Open SimonCoulombe opened 5 years ago

SimonCoulombe commented 5 years ago

Hi,

It would be great if this can be added. As far as I can see, it would require adding the following to 'build_fit_formula_xgb'

 else if (objective %in% c("count:poisson")) {
    assigned <- 1
    f <- expr(!!f)
  }
edgararuiz-zz commented 5 years ago

Thank you @SimonCoulombe , may also trouble you with a minimal example to test the change?

SimonCoulombe commented 5 years ago

Here is an example of a poisson model applied to insurance data.
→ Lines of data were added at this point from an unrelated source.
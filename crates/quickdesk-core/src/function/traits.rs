use std::future::Future;
use std::pin::Pin;

use serde::{de::DeserializeOwned, Serialize};

use super::context::{MutationContext, QueryContext};
use crate::error::Result;
use crate::model::Role;

/// Information about a registered function.
#[derive(Debug, Clone)]
pub struct FunctionInfo {
    /// Function name (used for routing).
    pub name: &'static str,
    pub description: Option<&'static str>,
    pub kind: FunctionKind,
    /// Role the viewer must hold, checked before the function runs.
    pub required_role: Option<Role>,
    /// Timeout in seconds, overriding the gateway default.
    pub timeout: Option<u64>,
}

impl FunctionInfo {
    pub fn query(name: &'static str, description: &'static str) -> Self {
        Self {
            name,
            description: Some(description),
            kind: FunctionKind::Query,
            required_role: None,
            timeout: None,
        }
    }

    pub fn mutation(name: &'static str, description: &'static str) -> Self {
        Self {
            name,
            description: Some(description),
            kind: FunctionKind::Mutation,
            required_role: None,
            timeout: None,
        }
    }

    pub fn admin(mut self) -> Self {
        self.required_role = Some(Role::Admin);
        self
    }
}

/// The kind of function.
#[derive(Debug, Clone, Copy, PartialEq, Eq)]
pub enum FunctionKind {
    Query,
    Mutation,
}

impl std::fmt::Display for FunctionKind {
    fn fmt(&self, f: &mut std::fmt::Formatter<'_>) -> std::fmt::Result {
        match self {
            FunctionKind::Query => write!(f, "query"),
            FunctionKind::Mutation => write!(f, "mutation"),
        }
    }
}

/// A read-only desk function.
pub trait DeskQuery: Send + Sync + 'static {
    type Args: DeserializeOwned + Serialize + Send + Sync;
    type Output: Serialize + Send;

    fn info() -> FunctionInfo;

    fn execute(
        ctx: &QueryContext,
        args: Self::Args,
    ) -> Pin<Box<dyn Future<Output = Result<Self::Output>> + Send + '_>>;
}

/// A desk function that writes.
///
/// Mutations are not wrapped in a transaction; each store call commits on
/// its own and notification fan-out runs after the write succeeded.
pub trait DeskMutation: Send + Sync + 'static {
    type Args: DeserializeOwned + Serialize + Send + Sync;
    type Output: Serialize + Send;

    fn info() -> FunctionInfo;

    fn execute(
        ctx: &MutationContext,
        args: Self::Args,
    ) -> Pin<Box<dyn Future<Output = Result<Self::Output>> + Send + '_>>;
}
Is this what you need?

library(xgboost)
library(insuranceData) # example dataset https://cran.r-project.org/web/packages/insuranceData/insuranceData.pdf
library(tidyverse) 
library(tidypredict)

# load insurance data (1 row = 1 policy)
data(dataCar)

label_var <- "numclaims" # number of claims during policy
offset_var <- "exposure" # length of exposure (anywhere between 0.001 year and 1.0 year)
feature_vars <- c("veh_value", "veh_body", "veh_age", "gender", "area", "agecat")
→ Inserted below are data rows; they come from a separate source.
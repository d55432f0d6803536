//! The caller's own profile and notification preferences, and first
//! sign-in provisioning.

use serde_json::Value;

use super::NoArgs;
use crate::error::{DeskError, Result};
use crate::function::{AuthContext, DeskServices, MutationContext, QueryContext};
use crate::model::{NewProfile, NotificationSettings, Profile, ProfileUpdate};
use crate::validation;

desk_query!(
    GetSession,
    "get_session",
    "The caller's profile",
    NoArgs => Profile,
    get_session
);

desk_query!(
    GetNotificationSettings,
    "get_notification_settings",
    "The caller's notification preferences",
    NoArgs => NotificationSettings,
    get_notification_settings
);

desk_mutation!(
    UpdateProfile,
    "update_profile",
    "Change the caller's name or e-mail",
    ProfileUpdate => Profile,
    update_profile
);

desk_mutation!(
    /// Takes a partial object; keys left out keep their current value.
    UpdateNotificationSettings,
    "update_notification_settings",
    "Change some of the caller's notification preferences",
    Value => NotificationSettings,
    update_notification_settings
);

desk_mutation!(
    ResetNotificationSettings,
    "reset_notification_settings",
    "Turn every notification back on",
    NoArgs => NotificationSettings,
    reset_notification_settings
);

/// Load the caller's profile, creating an end-user profile from the token
/// on first sign-in.
pub async fn ensure_profile(services: &DeskServices, auth: &AuthContext) -> Result<Profile> {
    let user_id = auth.require_user_id()?;
    if let Some(profile) = services.store.get_profile(user_id).await? {
        return Ok(profile);
    }

    let settings = services.store.load_settings().await?;
    if !settings.allow_registration {
        return Err(DeskError::forbidden("Registration is closed"));
    }
    let email = auth
        .email()
        .filter(|e| !e.trim().is_empty())
        .ok_or_else(|| DeskError::Unauthorized("Token carries no e-mail address".into()))?
        .trim()
        .to_string();
    let full_name = auth
        .claim("user_metadata")
        .and_then(|meta| meta.get("full_name"))
        .and_then(Value::as_str)
        .map(str::trim)
        .filter(|name| !name.is_empty())
        .map(str::to_string)
        .unwrap_or_else(|| email.split('@').next().unwrap_or(&email).to_string());

    let new_profile = NewProfile {
        id: user_id,
        full_name,
        email,
    };
    let profile = match services.store.create_profile(new_profile).await {
        Ok(profile) => profile,
        // Another request provisioned it first.
        Err(DeskError::Conflict(_)) => services
            .store
            .get_profile(user_id)
            .await?
            .ok_or_else(|| DeskError::Internal(format!("Profile {} vanished", user_id)))?,
        Err(e) => return Err(e),
    };
    tracing::info!(user_id = %profile.id, email = %profile.email, "Profile provisioned");

    services.notifier.welcome(&profile).await;
    Ok(profile)
}

async fn get_session(ctx: &QueryContext, _: NoArgs) -> Result<Profile> {
    Ok(ctx.viewer().clone())
}

async fn get_notification_settings(ctx: &QueryContext, _: NoArgs) -> Result<NotificationSettings> {
    Ok(ctx.viewer().notification_settings)
}

async fn update_profile(ctx: &MutationContext, update: ProfileUpdate) -> Result<Profile> {
    let full_name = match update.full_name {
        Some(name) if name.trim().is_empty() => {
            return Err(DeskError::Validation("Full name cannot be empty".into()))
        }
        Some(name) => Some(name.trim().to_string()),
        None => None,
    };
    let email = update.email.as_deref().map(validation::email).transpose()?;

    let profile = ctx
        .store()
        .update_profile(ctx.viewer().id, ProfileUpdate { full_name, email })
        .await?;
    tracing::info!(user_id = %profile.id, "Profile updated");
    Ok(profile)
}

async fn update_notification_settings(ctx: &MutationContext, patch: Value) -> Result<NotificationSettings> {
    let settings = ctx.viewer().notification_settings.merged(&patch)?;
    let profile = ctx
        .store()
        .update_notification_settings(ctx.viewer().id, settings)
        .await?;
    Ok(profile.notification_settings)
}

async fn reset_notification_settings(ctx: &MutationContext, _: NoArgs) -> Result<NotificationSettings> {
    let profile = ctx
        .store()
        .update_notification_settings(ctx.viewer().id, NotificationSettings::default())
        .await?;
    Ok(profile.notification_settings)
}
mydb <- dataCar %>% select(one_of(c(label_var, offset_var, feature_vars)))

# create dummies from factor variables
myformula <- paste0( "~", paste0( feature_vars, collapse = " + ") ) %>% 
  as.formula()

dummyFier <- caret::dummyVars(myformula, data=mydb, fullRank = TRUE)
dummyVars.df <- predict(dummyFier,newdata = mydb)
mydb_dummy <- cbind(mydb %>% select(one_of(c(label_var, offset_var))), 
                    dummyVars.df)
rm(myformula, dummyFier, dummyVars.df)

# get  list the column names of the db with the dummy variables
feature_vars_dummy <-  mydb_dummy  %>% 
  select(-one_of(c(label_var, offset_var))) %>% 
  colnames()

# create xgb.matrix for xgboost consumption
mydb_xgbmatrix <- xgb.DMatrix(
  data = mydb_dummy %>% select(feature_vars_dummy) %>% as.matrix, 
  label = mydb_dummy %>% pull(label_var),
  missing = "NAN")

#base_margin: apply exposure offset  (more claims are expected if you are insured 1.0 year rather than 0.20 year )
setinfo(mydb_xgbmatrix,"base_margin", 
        mydb %>% pull(offset_var) %>% log() )

params <- data.frame(max_depth = 6,
                           colsample_bytree= 0.8,
                           subsample = 0.8,
                           min_child_weight = 3,
                           eta  = 0.1,
                           gamma = 0,
                     objective = 'count:poisson', 
                     eval_metric = "poisson-nloglik"
                     ) 

model <- xgb.train(mydb_xgbmatrix, params = params, nrounds=100)

mean(mydb_dummy$numclaims) # 0.07275701
mean(predict(model, newdata=mydb_xgbmatrix)) # 0.07525851
topepo commented 4 years ago

I think that this should be straightforward (as you point out). Would you like to do a PR?